Chevron often purchased offsets that focused on large dams, plantations, or forests, according to the report. It found that many of these “worthless” offsets are also linked to some alleged social and environmental harms. These harms are primarily in communities in the global south, which happen to face the most harm by the climate crisis that Big Oil helped create.
“Chevron’s junk climate action agenda is destructive and reckless, especially in light of climate science underscoring the only viable way forward is an equitable and urgent fossil fuel phase-out,” Rachel Rose Jackson from Corporate Accountability told The Guardian.
Chevron is the second-largest fossil fuel company in the United States and its vast operations stretch north to Canada and the United Kingdom and south towards Brazil, Nigeria, and Australia. It reported over $35 billion in profits in 2022 and its projected emissions between 2022 and 2025 are equal to those from 364 coal-fired power plants per year. This is more than the total emissions of 10 European countries combined for a similar three-year period, according to the report.

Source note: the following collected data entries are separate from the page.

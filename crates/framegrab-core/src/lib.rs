pub mod config;
pub mod logging;

pub mod animator;
pub mod encoder;
pub mod fetcher;
pub mod listing;
pub mod retrieve;
pub mod url_model;
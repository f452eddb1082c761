//! Local save paths for image references.

use std::path::{Component, Path, PathBuf};

/// A reference that would resolve outside the destination directory.
#[derive(Debug, Clone, PartialEq, Eq, thiserror::Error)]
#[error("reference {0:?} does not name a file inside the destination")]
pub struct UnsafePath(pub String);

/// Joins `reference` onto `destination`.
///
/// Only plain relative paths are accepted: absolute paths, `..`, and
/// root/prefix components are rejected so a hostile listing cannot write
/// outside the destination directory.
pub fn local_save_path(destination: &Path, reference: &str) -> Result<PathBuf, UnsafePath> {
    let rel = Path::new(reference);
    let mut any_normal = false;
    for component in rel.components() {
        match component {
            Component::Normal(_) => any_normal = true,
            Component::CurDir => {}
            Component::ParentDir | Component::RootDir | Component::Prefix(_) => {
                return Err(UnsafePath(reference.to_string()));
            }
        }
    }
    if !any_normal {
        return Err(UnsafePath(reference.to_string()));
    }
    Ok(destination.join(rel))
}
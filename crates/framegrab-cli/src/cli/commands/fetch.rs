//! `framegrab fetch` – download the images on a listing page.

use anyhow::Result;
use framegrab_core::config::FramegrabConfig;
use framegrab_core::fetcher::FetchReport;
use framegrab_core::url_model;
use std::path::PathBuf;

use super::session;

pub async fn run_fetch(
    cfg: &FramegrabConfig,
    base_url: String,
    destination: PathBuf,
    json: bool,
) -> Result<()> {
    url_model::validate_base_url(&base_url)?;
    let report = session::fetch(cfg, base_url, destination).await?;

    if json {
        println!("{}", serde_json::to_string_pretty(&report)?);
        return Ok(());
    }

    if !report.listing_retrieved {
        tracing::warn!("listing unavailable at {}", report.base_url);
    }
    tracing::info!(
        destination = %report.destination.display(),
        downloaded = report.downloaded(),
        already_present = report.already_present(),
        failed = report.failed(),
        "fetch command finished"
    );
    println!("{}", count_suffix_line(&report));
    Ok(())
}

/// `<count> <suffix>`, the plain-text result of a fetch.
fn count_suffix_line(report: &FetchReport) -> String {
    format!("{} {}", report.count(), report.suffix())
}

#[cfg(test)]
mod tests {
    use super::*;
    use framegrab_core::fetcher::{FetchEntry, Outcome};
    use framegrab_core::listing::ImageRef;

    fn entry(name: &str, outcome: Outcome) -> FetchEntry {
        FetchEntry {
            reference: ImageRef::new(name),
            url: format!("http://listing.test/{}", name),
            path: Some(PathBuf::from("/frames").join(name)),
            outcome,
        }
    }

    #[test]
    fn prints_count_and_suffix() {
        let report = FetchReport {
            base_url: "http://listing.test/".into(),
            destination: PathBuf::from("/frames"),
            listing_retrieved: true,
            entries: vec![
                entry("a.jpg", Outcome::Downloaded { bytes: 3 }),
                entry("b.jpg", Outcome::AlreadyPresent),
                entry("c.png", Outcome::Downloaded { bytes: 1 }),
            ],
        };
        assert_eq!(count_suffix_line(&report), "3 .jpg");
    }

    #[test]
    fn empty_fetch_prints_zero_and_empty_suffix() {
        let report = FetchReport {
            base_url: "http://listing.test/".into(),
            destination: PathBuf::from("/frames"),
            listing_retrieved: false,
            entries: Vec::new(),
        };
        assert_eq!(count_suffix_line(&report), "0 ");
    }
}
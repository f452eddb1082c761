use framegrab_core::logging;

mod cli;

use crate::cli::CliCommand;

#[tokio::main]
async fn main() {
    // Initialize logging as early as possible; fall back to stderr if the state dir is unusable.
    if let Err(e) = logging::init_logging() {
        logging::init_logging_stderr();
        tracing::warn!("file logging unavailable: {:#}", e);
    }

    // Parse CLI and dispatch.
    if let Err(err) = CliCommand::run_from_args().await {
        eprintln!("framegrab error: {:#}", err);
        std::process::exit(1);
    }
}
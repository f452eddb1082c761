//! `ffmpeg` command-line backend.

use super::{EncodeError, EncodeRequest, Encoder};
use crate::config::EncoderConfig;
use std::path::PathBuf;
use std::process::{Command, Stdio};

/// Runs the configured ffmpeg binary once per request.
#[derive(Debug, Clone, Default)]
pub struct FfmpegEncoder {
    config: EncoderConfig,
}

impl FfmpegEncoder {
    pub fn new(config: EncoderConfig) -> Self {
        Self { config }
    }

    /// Full argument list (without the program name) for `request`.
    pub fn args(&self, request: &EncodeRequest) -> Vec<String> {
        let mut args: Vec<String> = vec![
            "-y".into(),
            "-hide_banner".into(),
            "-loglevel".into(),
            "error".into(),
            "-framerate".into(),
            request.framerate.to_string(),
            "-pattern_type".into(),
            "glob".into(),
            "-i".into(),
            request.frames_glob.to_string_lossy().into_owned(),
            "-c:v".into(),
            self.config.codec.clone(),
            "-pix_fmt".into(),
            self.config.pixel_format.clone(),
        ];
        if let Some(filter) = request.hold_filter() {
            args.push("-vf".into());
            args.push(filter);
        }
        args.push(request.output.to_string_lossy().into_owned());
        args
    }
}

impl Encoder for FfmpegEncoder {
    fn encode(&self, request: &EncodeRequest) -> Result<PathBuf, EncodeError> {
        let program = &self.config.program;
        let args = self.args(request);
        tracing::debug!("running {} {}", program, args.join(" "));

        let output = Command::new(program)
            .args(&args)
            .stdin(Stdio::null())
            .output()
            .map_err(|source| EncodeError::Spawn {
                program: program.clone(),
                source,
            })?;

        let stderr = String::from_utf8_lossy(&output.stderr);
        let stderr = stderr.trim();
        if output.status.success() {
            if !stderr.is_empty() {
                tracing::debug!("{} stderr: {}", program, stderr);
            }
            tracing::info!(output = %request.output.display(), "encoded animation");
            return Ok(request.output.clone());
        }

        tracing::warn!(
            "{} exited with {:?}: {}",
            program,
            output.status.code(),
            stderr
        );
        if self.config.check_exit_status {
            Err(EncodeError::Exit {
                program: program.clone(),
                code: output.status.code(),
            })
        } else {
            Ok(request.output.clone())
        }
    }
}
//! `framegrab run` – run jobs from the config file, one after another.

use anyhow::Result;
use framegrab_core::config::FramegrabConfig;
use framegrab_core::url_model;

use super::session;

pub async fn run_named_jobs(cfg: &FramegrabConfig, names: &[String]) -> Result<()> {
    let jobs = cfg.select_jobs(names)?;
    if jobs.is_empty() {
        println!("No jobs configured.");
        return Ok(());
    }
    for job in &jobs {
        url_model::validate_base_url(&job.base_url)?;
    }

    let mut produced = 0usize;
    for job in jobs {
        tracing::info!(job = %job.name, base_url = %job.base_url, "starting job");
        let animation = session::animate(cfg, job.to_job()).await?;
        if animation.output.is_some() {
            produced += 1;
        }
        println!("[{}] {}", job.name, session::describe(&animation));
    }
    tracing::info!("run produced {} animation(s)", produced);
    Ok(())
}
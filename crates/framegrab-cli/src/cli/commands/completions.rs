//! `framegrab completions` – print shell completions to stdout.

use anyhow::Result;
use clap::CommandFactory;
use clap_complete::Shell;

use crate::cli::Cli;

pub fn run_completions(shell: Shell) -> Result<()> {
    let mut cmd = Cli::command();
    clap_complete::generate(shell, &mut cmd, "framegrab", &mut std::io::stdout());
    Ok(())
}
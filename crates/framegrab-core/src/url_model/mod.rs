//! URL modeling for listing pages and the image references found on them.
//!
//! Base URLs are treated as directory listings: they always end in `/` and
//! image references are appended verbatim, the same way a browser resolves a
//! relative href against a directory page.

mod path;

pub use path::{local_save_path, UnsafePath};

/// Appends a trailing `/` to `base_url` if it is missing.
pub fn normalize_base_url(base_url: &str) -> String {
    let mut out = base_url.to_string();
    if !out.ends_with('/') {
        out.push('/');
    }
    out
}

/// Remote URL of a reference: normalized base URL followed by the raw href.
pub fn remote_url(normalized_base: &str, reference: &str) -> String {
    format!("{}{}", normalized_base, reference)
}

/// Checks that `base_url` parses as an absolute http(s) URL.
///
/// The fetcher itself accepts any string; this is for callers (CLI, config)
/// that want to reject typos before touching the network.
pub fn validate_base_url(base_url: &str) -> anyhow::Result<url::Url> {
    let parsed = url::Url::parse(base_url)
        .map_err(|e| anyhow::anyhow!("invalid base URL {:?}: {}", base_url, e))?;
    match parsed.scheme() {
        "http" | "https" => Ok(parsed),
        other => anyhow::bail!("unsupported URL scheme {:?} in {}", other, base_url),
    }
}
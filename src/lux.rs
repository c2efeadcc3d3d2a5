//! Conversion of raw channel counts into illuminance.
//!
//! The piecewise approximation comes from the TSL2561 datasheet. Each breakpoint gives the
//! coefficients `b` and `m` of `lux = channel0 * b - channel1 * m` for IR/broadband ratios up
//! to its threshold. The coefficients are in 2^14 fixed point, the ratio in 2^9.

use core::fmt;

use crate::settings::{Gain, IntegrationTime};
use crate::RawReading;

/// One segment of the lux approximation.
#[derive(Copy, Clone, Debug, PartialEq, Eq)]
pub struct Breakpoint {
    pub ratio: u16,
    pub b: u16,
    pub m: u16,
}

const fn bp(ratio: u16, b: u16, m: u16) -> Breakpoint {
    Breakpoint { ratio, b, m }
}

/// T, FN and CL packages.
pub static STANDARD_LUX_TABLE: [Breakpoint; 7] = [
    bp(0x0040, 0x01f2, 0x01be),
    bp(0x0080, 0x0214, 0x02d1),
    bp(0x00c0, 0x023f, 0x037b),
    bp(0x0100, 0x0270, 0x03fe),
    bp(0x0138, 0x016f, 0x01fc),
    bp(0x019a, 0x00d2, 0x00fb),
    bp(0x029a, 0x0018, 0x0012),
];

/// CS (chipscale) package.
pub static CS_LUX_TABLE: [Breakpoint; 7] = [
    bp(0x0043, 0x0204, 0x01ad),
    bp(0x0085, 0x0228, 0x02c1),
    bp(0x00c8, 0x0253, 0x0363),
    bp(0x010a, 0x0282, 0x03df),
    bp(0x014d, 0x0177, 0x01dd),
    bp(0x019a, 0x0101, 0x0127),
    bp(0x029a, 0x0037, 0x002b),
];

/// Physical package of the sensor. Packages only differ in their lux calibration.
#[derive(Copy, Clone, Debug, PartialEq, Eq, Default)]
#[cfg_attr(feature = "defmt", derive(defmt::Format))]
pub enum Package {
    /// TSL2561T, TSL2561FN and TSL2561CL
    #[default]
    Standard,
    /// TSL2561CS
    Cs,
}

impl Package {
    pub fn lux_table(self) -> &'static [Breakpoint] {
        match self {
            Package::Standard => &STANDARD_LUX_TABLE,
            Package::Cs => &CS_LUX_TABLE,
        }
    }
}

/// Reasons a reading cannot be converted to lux.
#[derive(Copy, Clone, Debug, PartialEq, Eq)]
#[cfg_attr(feature = "defmt", derive(defmt::Format))]
pub enum LuxError {
    /// A channel reached the clip level of the integration time.
    Saturated,
    /// Manual integration has no known scale.
    ManualIntegration,
}

impl fmt::Display for LuxError {
    fn fmt(&self, f: &mut fmt::Formatter<'_>) -> fmt::Result {
        match self {
            LuxError::Saturated => f.write_str("sensor saturated"),
            LuxError::ManualIntegration => {
                f.write_str("can't calculate lux with manual integration time")
            }
        }
    }
}

impl core::error::Error for LuxError {}

/// Computes the illuminance in lux for `reading` taken with the given settings.
pub fn compute_lux(
    reading: RawReading,
    gain: Gain,
    integration_time: IntegrationTime,
    table: &[Breakpoint],
) -> Result<f64, LuxError> {
    let (Some(clip), Some(scale)) = (integration_time.clip(), integration_time.scale()) else {
        return Err(LuxError::ManualIntegration);
    };
    if reading.broadband >= clip || reading.ir >= clip {
        return Err(LuxError::Saturated);
    }

    let scale = f64::from(scale) / f64::from(gain.factor());
    let channel0 = f64::from(reading.broadband) * scale / 1024.0;
    let channel1 = f64::from(reading.ir) * scale / 1024.0;

    let ratio = if channel0 != 0.0 {
        channel1 * 1024.0 / channel0
    } else {
        0.0
    };
    let ratio = (ratio + 1.0) / 2.0;

    let (b, m) = table
        .iter()
        .find(|point| f64::from(point.ratio) >= ratio)
        .map_or((0.0, 0.0), |point| (f64::from(point.b), f64::from(point.m)));

    let lux = (channel0 * b - channel1 * m).max(0.0);
    Ok((lux + 8192.0) / 16384.0)
}
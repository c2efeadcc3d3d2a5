use embedded_hal::i2c::I2c;

/// Byte and word register access on a bus device.
///
/// `register` is the complete command byte; framing is the driver's job. Any
/// [`embedded_hal::i2c::I2c`] bus implements this with SMBus semantics, so an owned bus,
/// a `&mut` borrow of one, or a shared-bus device handle can all be handed to the driver.
pub trait RegisterBus {
    type Error;

    fn read8(&mut self, address: u8, register: u8) -> Result<u8, Self::Error>;

    fn write8(&mut self, address: u8, register: u8, value: u8) -> Result<(), Self::Error>;

    /// Reads an SMBus word, low byte first.
    fn read16(&mut self, address: u8, register: u8) -> Result<u16, Self::Error>;

    /// Writes an SMBus word, low byte first.
    fn write16(&mut self, address: u8, register: u8, value: u16) -> Result<(), Self::Error>;
}

impl<T> RegisterBus for T
where
    T: I2c,
{
    type Error = T::Error;

    fn read8(&mut self, address: u8, register: u8) -> Result<u8, Self::Error> {
        let mut buf = [0u8; 1];
        self.write_read(address, &[register], &mut buf)?;
        Ok(buf[0])
    }

    fn write8(&mut self, address: u8, register: u8, value: u8) -> Result<(), Self::Error> {
        self.write(address, &[register, value])
    }

    fn read16(&mut self, address: u8, register: u8) -> Result<u16, Self::Error> {
        let mut buf = [0u8; 2];
        self.write_read(address, &[register], &mut buf)?;
        Ok(u16::from_le_bytes(buf))
    }

    fn write16(&mut self, address: u8, register: u8, value: u16) -> Result<(), Self::Error> {
        let [lo, hi] = value.to_le_bytes();
        self.write(address, &[register, lo, hi])
    }
}
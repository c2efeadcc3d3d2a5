//! Platform agnostic `no_std` driver for the TSL2561 light-to-digital converter, built on the
//! [`embedded-hal`](https://crates.io/crates/embedded-hal) traits.
//!
//! The driver covers:
//! * power control that always leaves the device in the power state last requested
//! * gain (1x/16x) and integration time (13/101/402 ms or manual) configuration
//! * raw broadband and infrared channel readings
//! * autogain, switching gain once when the broadband channel leaves its window
//! * lux conversion for the standard (T, FN, CL) and CS packages
//! * interrupt threshold window, persistence and clearing
//!
//! ```ignore
//! use tsl2561::{Package, Tsl2561, DEFAULT_ADDRESS};
//!
//! let mut sensor = Tsl2561::new(i2c, delay, DEFAULT_ADDRESS, Package::Standard)?;
//! let lux = sensor.read(true)?;
//! ```
//!
//! Enable the `defmt` feature for logging.

#![cfg_attr(not(test), no_std)]

#[macro_use]
mod fmt;

mod bus;
mod lux;
pub mod registers;
mod settings;
mod tsl2561;

use core::fmt::{Debug, Display, Formatter};

pub use bus::RegisterBus;
pub use lux::{compute_lux, Breakpoint, LuxError, Package, CS_LUX_TABLE, STANDARD_LUX_TABLE};
pub use settings::{
    Config, Gain, IntegrationTime, InterruptCycles, InvalidGain, InvalidIntegrationTime,
    Threshold,
};
pub use tsl2561::Tsl2561;

/// Address with the ADDR SEL pin tied to ground.
pub const ADDRESS_GND: u8 = 0x29;
/// Address with the ADDR SEL pin left floating.
pub const ADDRESS_FLOAT: u8 = 0x39;
/// Address with the ADDR SEL pin tied to VDD.
pub const ADDRESS_VDD: u8 = 0x49;
pub const DEFAULT_ADDRESS: u8 = ADDRESS_FLOAT;

/// One conversion of both ADC channels.
#[derive(Copy, Clone, Debug, PartialEq, Eq, Default)]
#[cfg_attr(feature = "defmt", derive(defmt::Format))]
pub struct RawReading {
    /// Channel 0, visible and infrared.
    pub broadband: u16,
    /// Channel 1, infrared only.
    pub ir: u16,
}

/// Driver errors. `E` is the error type of the bus.
#[derive(Copy, Clone, Debug, PartialEq, Eq)]
#[cfg_attr(feature = "defmt", derive(defmt::Format))]
pub enum Error<E> {
    /// The bus reported an error.
    Bus(E),
    /// The ID register (contained value) does not identify a TSL2561.
    DeviceNotFound(u8),
    /// The timing register (contained value) holds an integration code the driver doesn't know.
    ConfigInconsistent(u8),
    InvalidGain(u8),
    InvalidIntegrationTime(u16),
    /// A channel reached the clip level of the current integration time.
    Saturated,
    ManualIntegrationNoLux,
    ManualIntegrationNoAutogain,
}

impl<E> From<LuxError> for Error<E> {
    fn from(err: LuxError) -> Self {
        match err {
            LuxError::Saturated => Error::Saturated,
            LuxError::ManualIntegration => Error::ManualIntegrationNoLux,
        }
    }
}

impl<E> From<InvalidGain> for Error<E> {
    fn from(err: InvalidGain) -> Self {
        Error::InvalidGain(err.0)
    }
}

impl<E> From<InvalidIntegrationTime> for Error<E> {
    fn from(err: InvalidIntegrationTime) -> Self {
        Error::InvalidIntegrationTime(err.0)
    }
}

impl<E: Debug> Display for Error<E> {
    fn fmt(&self, f: &mut Formatter<'_>) -> core::fmt::Result {
        match self {
            Error::Bus(e) => write!(f, "bus error: {e:?}"),
            Error::DeviceNotFound(id) => write!(f, "bad sensor id {id:#x}"),
            Error::ConfigInconsistent(timing) => {
                write!(f, "unknown integration code in timing register {timing:#x}")
            }
            Error::InvalidGain(factor) => Display::fmt(&InvalidGain(*factor), f),
            Error::InvalidIntegrationTime(ms) => Display::fmt(&InvalidIntegrationTime(*ms), f),
            Error::Saturated => Display::fmt(&LuxError::Saturated, f),
            Error::ManualIntegrationNoLux => Display::fmt(&LuxError::ManualIntegration, f),
            Error::ManualIntegrationNoAutogain => {
                f.write_str("can't do autogain with manual integration time")
            }
        }
    }
}

impl<E: Debug> core::error::Error for Error<E> {}
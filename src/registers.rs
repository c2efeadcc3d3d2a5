//! Register map and framing bits of the TSL2561.
//!
//! Every register access goes through the command register: the register index lives in the
//! low nibble and the high nibble carries the framing bits.

/// Marks the byte as a command. Must be set on every access.
pub const COMMAND_BIT: u8 = 0x80;
/// Clears a pending interrupt.
pub const CLEAR_BIT: u8 = 0x40;
/// Selects SMBus word access (two consecutive registers, low byte first).
pub const WORD_BIT: u8 = 0x20;

pub(crate) struct Register;

impl Register {
    pub const CONTROL: u8 = 0x00;
    pub const TIMING: u8 = 0x01;
    pub const THRESHOLD_LOW: u8 = 0x02;
    pub const THRESHOLD_HIGH: u8 = 0x04;
    pub const INTERRUPT: u8 = 0x06;
    pub const ID: u8 = 0x0A;
    pub const CHANNEL0: u8 = 0x0C;
    pub const CHANNEL1: u8 = 0x0E;
}

pub(crate) const CONTROL_POWER_ON: u8 = 0x03;
pub(crate) const CONTROL_POWER_OFF: u8 = 0x00;

/// Bit of the ID register every TSL2561 part number has set.
pub(crate) const ID_PART_MASK: u8 = 0x10;

pub(crate) const INTERRUPT_NONE: u8 = 0x00;
pub(crate) const INTERRUPT_LEVEL: u8 = 0x10;
pub(crate) const INTERRUPT_PERSIST_MASK: u8 = 0x0F;

/// Gain bit of the timing register.
pub(crate) const TIMING_GAIN_MASK: u8 = 0xF0;
/// Integration field of the timing register.
pub(crate) const TIMING_INTEG_MASK: u8 = 0x0F;

/// Command byte for an 8-bit access to `register`.
pub(crate) const fn byte(register: u8) -> u8 {
    COMMAND_BIT | register
}

/// Command byte for a 16-bit access starting at `register`.
pub(crate) const fn word(register: u8) -> u8 {
    COMMAND_BIT | WORD_BIT | register
}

[Related: BP made $28 billion last year, and now it’s backtracking on its climate goals.]
Chevron “aspires” to achieve net zero upstream emissions by 2050, largely relying on carbon offset schemes and carbon capture and storage to do this. Carbon offsets rely on environmental projects to cancel out a company’s greenhouse gas emissions.
The new report further argues that the widespread use of these worthless offsets undermines the company’s net zero aspiration. Their net-zero aspirations only apply to less than 10 percent of the company’s carbon footprint–the upstream emissions that are produced from the production and transport of gas and oil. It excludes the downstream or end use emissions that are due to burning fossil fuels.
“Any climate plan that is premised on offsets, CCS, and excludes scope 3 [downstream] emissions is bound to fail,” Steven Feit, fossil economy legal and research manager at the Center for International Environmental Law, told The Guardian. “It’s clear from this report and other research that net zero as a framework opens the door for claims of climate action while continuing with business as usual, and not moving towards a low-carbon Paris [agreement]-aligned 1.5-degree [2.7 degree] future.”
Bill Turenne, an external affairs coordinator from Chevron, added via email that Chevron believes the report is “biased against our industry and paints an incomplete picture of Chevron’s efforts to advance a lower carbon future.” The offsets reviewed in the Corporate Accountability report are “compliance-grade offsets accepted by governments in the regions where we operate,” Turenne said.